Abro este artigo fazendo uma afirmação que pode, em um primeiro momento, gerar algum desconforto para uma infinidade de pessoas e profissionais, que acreditam que, ao recomendar digitalização estão apresentando solução para diferentes situações.
A confusão pode ser rapidamente desfeita se deixarmos claro, de uma vez por todas, o que seja uma “Solução” e como esta se distancia do que seja uma “Ferramenta”. Para isso, os convido a ler um post que escrevi intitulado “O Desafio das Soluções na Era da Informação”, onde explicito esta diferença. Textualmente digo:
“(…)  Ferramenta é sempre pensada para ser simples, barata e de aplicação pontual e restrita. Depende só de você fazê-la funcionar.

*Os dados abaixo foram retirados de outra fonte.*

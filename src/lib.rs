//! # Sicherung Library
//!
//! Core library for the backup widgets of a server-management panel. It holds
//! everything that does not depend on a rendering toolkit: the typed form for
//! creating a backup, its validation, the submission state machine, the flash
//! message store and the ordered backup collection.
//!
//! ## Architecture
//!
//! The crate is split along the seams of the panel:
//! - **Flow**: [`flow::CreateBackupFlow`] turns user actions and remote
//!   settlements into state transitions and emits [`flow::FlowEffect`]s.
//! - **State**: [`state::PanelState`] owns the flash store and the backup
//!   collection and is the only place effects are applied.
//! - **API**: [`api::BackupApi`] is the remote seam. The native build ships a
//!   `reqwest` implementation in [`client`]; the web UI brings its own.
//!
//! ## Core Components
//!
//! - [`api`]: Remote backup operations
//! - [`checksum`]: Read-only checksum display
//! - [`client`]: HTTP client for the panel API (feature `native`)
//! - [`config`]: Configuration loading (feature `native`)
//! - [`error`]: HTTP errors and their human-readable translation
//! - [`flash`]: Keyed flash messages
//! - [`flow`]: Backup creation state machine
//! - [`state`]: Owning panel state
//! - [`store`]: Ordered backup collection and its commands
//! - [`types`]: Records, requests and wire envelopes
//! - [`validation`]: Form validation

pub mod api;
pub mod checksum;
#[cfg(feature = "native")]
pub mod client;
#[cfg(feature = "native")]
pub mod config;
pub mod error;
pub mod flash;
pub mod flow;
pub mod state;
pub mod store;
pub mod types;
pub mod validation;

#[cfg(test)]
mod tests;
use async_trait::async_trait;
use reqwest::header::{ACCEPT, AUTHORIZATION, USER_AGENT};
use serde::de::DeserializeOwned;

use crate::api::{backups_path, BackupApi};
use crate::config::PanelConfig;
use crate::error::HttpError;
use crate::types::{BackupRecord, CreateBackupRequest, ListEnvelope, ResourceEnvelope, ServerId};

/// `reqwest` implementation of the panel's backup API.
#[derive(Debug, Clone)]
pub struct PanelClient {
    http: reqwest::Client,
    base: String,
    api_key: Option<String>,
    user_agent: String,
}

impl PanelClient {
    pub fn new(cfg: &PanelConfig) -> Result<Self, HttpError> {
        let http = reqwest::Client::builder().build().map_err(map_net)?;
        Ok(Self {
            http,
            base: cfg.url.trim_end_matches('/').to_string(),
            api_key: cfg.api_key.clone().filter(|k| !k.trim().is_empty()),
            user_agent: cfg.user_agent.clone(),
        })
    }

    fn url(&self, path: &str) -> String {
        format!("{}{}", self.base, path)
    }

    fn request(&self, method: reqwest::Method, path: &str) -> reqwest::RequestBuilder {
        let mut req = self
            .http
            .request(method, self.url(path))
            .header(ACCEPT, "application/json")
            .header(USER_AGENT, &self.user_agent);
        if let Some(key) = self.api_key.as_deref() {
            req = req.header(AUTHORIZATION, format!("Bearer {}", key));
        }
        req
    }

    async fn send<T: DeserializeOwned>(&self, req: reqwest::RequestBuilder) -> Result<T, HttpError> {
        let resp = req.send().await.map_err(map_net)?;
        let status = resp.status();
        if !status.is_success() {
            let body = resp.text().await.ok().filter(|b| !b.is_empty());
            tracing::debug!(status = status.as_u16(), "panel request failed");
            return Err(HttpError::Status { status: status.as_u16(), body });
        }
        resp.json::<T>().await.map_err(|e| HttpError::Decode(e.to_string()))
    }
}

#[async_trait(?Send)]
impl BackupApi for PanelClient {
    async fn create_backup(
        &self,
        server: &ServerId,
        request: &CreateBackupRequest,
    ) -> Result<BackupRecord, HttpError> {
        let req = self.request(reqwest::Method::POST, &backups_path(server)).json(request);
        let envelope: ResourceEnvelope<BackupRecord> = self.send(req).await?;
        Ok(envelope.attributes)
    }

    async fn list_backups(&self, server: &ServerId) -> Result<Vec<BackupRecord>, HttpError> {
        let req = self.request(reqwest::Method::GET, &backups_path(server));
        let list: ListEnvelope<BackupRecord> = self.send(req).await?;
        Ok(list.into_items())
    }
}

fn map_net(e: reqwest::Error) -> HttpError {
    HttpError::Network(e.to_string())
}
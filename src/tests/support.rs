//! Shared fixtures for the test modules.

use std::cell::RefCell;
use std::collections::VecDeque;

use async_trait::async_trait;
use chrono::{TimeZone, Utc};
use uuid::Uuid;

use crate::api::BackupApi;
use crate::error::HttpError;
use crate::types::{BackupRecord, CreateBackupRequest, ServerId};

pub const SERVER_UUID: &str = "1a7ce997-2e1f-4f2a-9a6f-3d1b8b4f8e21";

pub fn server() -> ServerId {
    ServerId::new(SERVER_UUID)
}

pub fn record(name: &str) -> BackupRecord {
    BackupRecord {
        uuid: Uuid::new_v4(),
        name: name.to_string(),
        ignored_files: vec![],
        sha256_hash: None,
        bytes: 0,
        created_at: Utc.with_ymd_and_hms(2024, 3, 1, 12, 0, 0).unwrap(),
        completed_at: None,
    }
}

/// In-memory panel that records every create call and answers from a queue.
/// Listing returns `listed` unchanged.
#[derive(Default)]
pub struct FakeApi {
    pub calls: RefCell<Vec<(ServerId, CreateBackupRequest)>>,
    responses: RefCell<VecDeque<Result<BackupRecord, HttpError>>>,
    pub listed: Vec<BackupRecord>,
}

impl FakeApi {
    pub fn with_listed(listed: Vec<BackupRecord>) -> Self {
        Self { listed, ..Self::default() }
    }

    pub fn answering(response: Result<BackupRecord, HttpError>) -> Self {
        let api = Self::default();
        api.push(response);
        api
    }

    pub fn push(&self, response: Result<BackupRecord, HttpError>) {
        self.responses.borrow_mut().push_back(response);
    }

    pub fn call_count(&self) -> usize {
        self.calls.borrow().len()
    }
}

#[async_trait(?Send)]
impl BackupApi for FakeApi {
    async fn create_backup(
        &self,
        server: &ServerId,
        request: &CreateBackupRequest,
    ) -> Result<BackupRecord, HttpError> {
        self.calls.borrow_mut().push((server.clone(), request.clone()));
        self.responses
            .borrow_mut()
            .pop_front()
            .unwrap_or_else(|| Err(HttpError::Network("no response queued".to_string())))
    }

    async fn list_backups(&self, _server: &ServerId) -> Result<Vec<BackupRecord>, HttpError> {
        Ok(self.listed.clone())
    }
}

/// Body of a panel error document with a single detail.
pub fn panel_error_body(detail: &str) -> String {
    serde_json::json!({
        "errors": [{ "code": "DisplayException", "status": "400", "detail": detail }]
    })
    .to_string()
}
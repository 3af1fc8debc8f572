use std::path::Path;

use serde::Deserialize;

#[derive(Debug, Clone, Deserialize)]
pub struct PanelConfig {
    /// Base URL of the panel, e.g. `https://panel.example.com`.
    pub url: String,
    /// Client API key sent as bearer token.
    pub api_key: Option<String>,
    pub user_agent: String,
}

#[derive(Debug, Clone, Default, Deserialize)]
pub struct AppConfig {
    pub panel: PanelConfig,
}

const DEFAULTS: &str = include_str!("../config/default.toml");

impl Default for PanelConfig {
    fn default() -> Self {
        // Mirror defaults from config/default.toml
        Self {
            url: "http://127.0.0.1:8080".to_string(),
            api_key: None,
            user_agent: "sicherung/0.1".to_string(),
        }
    }
}

/// Loads the configuration (embedded defaults -> sicherung.toml -> SICHERUNG_CONFIG -> env/.env).
pub fn load() -> anyhow::Result<AppConfig> {
    // Load .env first (optional)
    let _ = dotenvy::dotenv();
    let custom = std::env::var("SICHERUNG_CONFIG").ok();
    load_from(custom.as_deref().map(Path::new))
}

/// Like [`load`], with an explicit extra config file instead of `SICHERUNG_CONFIG`.
pub fn load_from(custom_path: Option<&Path>) -> anyhow::Result<AppConfig> {
    let mut builder = ::config::Config::builder()
        .add_source(::config::File::from_str(DEFAULTS, ::config::FileFormat::Toml))
        // Optional local file: sicherung.toml (in CWD)
        .add_source(::config::File::with_name("sicherung").required(false));

    if let Some(path) = custom_path {
        builder = builder.add_source(::config::File::from(path).required(false));
    }
    // Environment variables last to have highest precedence
    builder = builder.add_source(::config::Environment::with_prefix("SICHERUNG").separator("__"));

    let cfg = builder.build()?;
    let app_cfg: AppConfig = cfg.try_deserialize()?;
    validate(&app_cfg)?;
    Ok(app_cfg)
}

pub fn validate(cfg: &AppConfig) -> anyhow::Result<()> {
    let url = cfg.panel.url.trim();
    if url.is_empty() {
        return Err(anyhow::anyhow!("panel.url must not be empty"));
    }
    if !(url.starts_with("http://") || url.starts_with("https://")) {
        return Err(anyhow::anyhow!("invalid panel.url: {} (expected http:// or https://)", url));
    }
    if url.starts_with("http://") && cfg.panel.api_key.is_some() {
        tracing::warn!("Sending the API key over plain http to {}", url);
    }
    if cfg.panel.user_agent.trim().is_empty() {
        return Err(anyhow::anyhow!("panel.user_agent must not be empty"));
    }
    Ok(())
}
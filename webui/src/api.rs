use async_trait::async_trait;
use serde::de::DeserializeOwned;

use sicherung::api::{backups_path, BackupApi};
use sicherung::error::HttpError;
use sicherung::types::{BackupRecord, CreateBackupRequest, ListEnvelope, ResourceEnvelope, ServerId};

pub const BASE: &str = ""; // use same-origin relative URLs

fn url(path: &str) -> String { format!("{}{}", BASE, path) }

fn map_net(e: reqwasm::Error) -> HttpError { HttpError::Network(e.to_string()) }

/// Panel API over the browser's fetch. The session cookie authenticates.
#[derive(Debug, Clone, Copy, Default, PartialEq)]
pub struct PanelApi;

async fn read<T: DeserializeOwned>(resp: reqwasm::http::Response) -> Result<T, HttpError> {
    if !resp.ok() {
        let body = resp.text().await.ok().filter(|b| !b.is_empty());
        return Err(HttpError::Status { status: resp.status(), body });
    }
    resp.json().await.map_err(|e| HttpError::Decode(e.to_string()))
}

#[async_trait(?Send)]
impl BackupApi for PanelApi {
    async fn create_backup(&self, server: &ServerId, request: &CreateBackupRequest) -> Result<BackupRecord, HttpError> {
        let body = serde_json::to_string(request).map_err(|e| HttpError::Decode(e.to_string()))?;
        let resp = reqwasm::http::Request::post(&url(&server_path(server)))
            .header("Content-Type", "application/json")
            .header("Accept", "application/json")
            .body(body)
            .send().await.map_err(map_net)?;
        let envelope: ResourceEnvelope<BackupRecord> = read(resp).await?;
        Ok(envelope.attributes)
    }

    async fn list_backups(&self, server: &ServerId) -> Result<Vec<BackupRecord>, HttpError> {
        let resp = reqwasm::http::Request::get(&url(&server_path(server)))
            .header("Accept", "application/json")
            .send().await.map_err(map_net)?;
        let list: ListEnvelope<BackupRecord> = read(resp).await?;
        Ok(list.into_items())
    }
}

// Server ids come from the route, so escape them before building the path
fn server_path(server: &ServerId) -> String {
    backups_path(&ServerId::new(urlencoding::encode(server.as_str()).into_owned()))
}
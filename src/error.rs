//! Unified error types for rtmp-client

use std::io;

use thiserror::Error;

/// Result type alias using the library's Error type
pub type Result<T> = std::result::Result<T, Error>;

/// Unified error type for all RTMP client operations
#[derive(Debug, Error)]
pub enum Error {
    /// I/O error on the socket or the recording file
    #[error("I/O error: {0}")]
    Io(#[from] io::Error),

    /// Chunk or message level protocol violation
    #[error("Protocol error: {0}")]
    Protocol(#[from] ProtocolError),

    /// AMF encoding/decoding error
    #[error("AMF error: {0}")]
    Amf(#[from] AmfError),

    /// Handshake failure
    #[error("Handshake error: {0}")]
    Handshake(#[from] HandshakeError),

    /// `_error` reply or rejected status from the server
    #[error("Command rejected: {code}: {description}")]
    Command { code: String, description: String },

    /// Authentication challenge could not be satisfied
    #[error("Authentication failed: {0}")]
    Auth(String),

    /// Operation timed out
    #[error("connect timed out")]
    Timeout,

    /// Connection was closed
    #[error("Connection closed")]
    ConnectionClosed,

    /// The worker's request queue is full; the request was not sent
    #[error("Request queue full")]
    QueueFull,

    /// Operation not valid in the current connection or stream state
    #[error("Invalid state: {0}")]
    InvalidState(String),

    /// Recorder was closed before the write
    #[error("Recorder closed")]
    RecorderClosed,

    /// Codec the client cannot put on (or take off) the wire
    #[error("Unsupported codec: {0}")]
    UnsupportedCodec(String),

    /// Invalid configuration
    #[error("Configuration error: {0}")]
    Config(String),
}

impl Error {
    /// Whether this error leaves the connection unusable.
    ///
    /// Handshake, decode and socket failures mean the byte stream can no
    /// longer be trusted. Command, auth and recorder errors are reported to the
    /// caller that triggered them and the connection carries on.
    pub fn is_fatal(&self) -> bool {
        matches!(
            self,
            Error::Io(_)
                | Error::Protocol(_)
                | Error::Amf(_)
                | Error::Handshake(_)
                | Error::Timeout
                | Error::ConnectionClosed
        )
    }
}

/// Protocol-level errors
#[derive(Debug, Error)]
pub enum ProtocolError {
    #[error("Invalid chunk header")]
    InvalidChunkHeader,
    #[error("Chunk stream {csid} first seen with header type {fmt}")]
    UnknownChunkStream { csid: u32, fmt: u8 },
    #[error("Message too large: {size} bytes (max {max})")]
    MessageTooLarge { size: u32, max: u32 },
    #[error("Invalid chunk size: {0}")]
    InvalidChunkSize(u32),
    #[error("Truncated {0} message")]
    Truncated(&'static str),
    #[error("Invalid command: {0}")]
    InvalidCommand(String),
}

/// AMF encoding/decoding errors
#[derive(Debug, Error)]
pub enum AmfError {
    #[error("Unknown AMF marker: 0x{0:02x}")]
    UnknownMarker(u8),
    #[error("Unexpected end of AMF data")]
    UnexpectedEof,
    #[error("Invalid UTF-8 in AMF string")]
    InvalidUtf8,
    #[error("Invalid AMF reference: {0}")]
    InvalidReference(u16),
    #[error("AMF nesting too deep")]
    NestingTooDeep,
    #[error("Invalid object end marker")]
    InvalidObjectEnd,
}

/// Handshake-specific errors
#[derive(Debug, Error)]
pub enum HandshakeError {
    #[error("Invalid RTMP version: {0}")]
    InvalidVersion(u8),
    #[error("Handshake echo mismatch in S2")]
    EchoMismatch,
    #[error("Invalid handshake state")]
    InvalidState,
    #[error("Connection closed during handshake")]
    ConnectionClosed,
}

#[cfg(test)]
mod tests {
    use super::*;
    use std::error::Error as StdError;

    #[test]
    fn test_error_display() {
        let io_err = io::Error::new(io::ErrorKind::ConnectionReset, "connection reset");
        let err = Error::Io(io_err);
        assert!(err.to_string().contains("I/O error"));

        let err = Error::Protocol(ProtocolError::InvalidChunkHeader);
        assert!(err.to_string().contains("Protocol error"));
        assert!(err.to_string().contains("Invalid chunk header"));

        let err = Error::Amf(AmfError::UnknownMarker(0xFF));
        assert!(err.to_string().contains("0xff"));

        let err = Error::Handshake(HandshakeError::InvalidVersion(5));
        assert!(err.to_string().contains("5"));

        let err = Error::Command {
            code: "NetConnection.Connect.Rejected".into(),
            description: "bad app".into(),
        };
        assert!(err.to_string().contains("Connect.Rejected"));
        assert!(err.to_string().contains("bad app"));

        assert_eq!(Error::Timeout.to_string(), "connect timed out");
        assert!(Error::ConnectionClosed.to_string().contains("closed"));
    }

    #[test]
    fn test_error_source() {
        let err = Error::Io(io::Error::new(io::ErrorKind::NotFound, "file not found"));
        assert!(StdError::source(&err).is_some());

        let err = Error::Timeout;
        assert!(StdError::source(&err).is_none());
    }

    #[test]
    fn test_fatal_classification() {
        assert!(Error::Protocol(ProtocolError::InvalidChunkHeader).is_fatal());
        assert!(Error::Amf(AmfError::UnexpectedEof).is_fatal());
        assert!(Error::Handshake(HandshakeError::EchoMismatch).is_fatal());
        assert!(Error::ConnectionClosed.is_fatal());

        let err = Error::Command {
            code: "NetStream.Publish.BadName".into(),
            description: String::new(),
        };
        assert!(!err.is_fatal());
        assert!(!Error::RecorderClosed.is_fatal());
        assert!(!Error::QueueFull.is_fatal());
        assert!(!Error::Auth("authfailed".into()).is_fatal());
    }

    #[test]
    fn test_from_conversions() {
        let err: Error = io::Error::new(io::ErrorKind::TimedOut, "timeout").into();
        assert!(matches!(err, Error::Io(_)));

        let err: Error = ProtocolError::MessageTooLarge { size: 100, max: 50 }.into();
        assert!(matches!(err, Error::Protocol(_)));

        let err: Error = AmfError::UnexpectedEof.into();
        assert!(matches!(err, Error::Amf(_)));

        let err: Error = HandshakeError::EchoMismatch.into();
        assert!(matches!(err, Error::Handshake(_)));
    }

    #[test]
    fn test_protocol_error_display() {
        let err = ProtocolError::UnknownChunkStream { csid: 7, fmt: 1 };
        assert!(err.to_string().contains("7"));

        let err = ProtocolError::MessageTooLarge { size: 300, max: 200 };
        assert!(err.to_string().contains("300"));
        assert!(err.to_string().contains("200"));

        assert!(ProtocolError::InvalidChunkSize(0).to_string().contains("0"));
    }
}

Serve a uma determinada função e praticamente se encerra em si mesma. Por sua simplicidade e facilidade de aplicação tende a ser barata e tem resultados rápidos e bem mais limitados. Não adianta dourar a pílula: ferramenta tem valor restrito exatamente por possuir alcance igualmente restrito.
Isso em si não é um defeito, ou problema.
A ferramenta nasce da demanda pontual e busca atender esta, no menor tempo possível e com os melhores resultados possíveis, dentro deste universo. (…)”
“(…) As Soluções acontecem no tempo e a partir de muito estudo, análise e customização entre demandas, necessidades e possibilidades. É enfim, uma nova maneira de fazer ou gerenciar fluxos de trabalho. (…)”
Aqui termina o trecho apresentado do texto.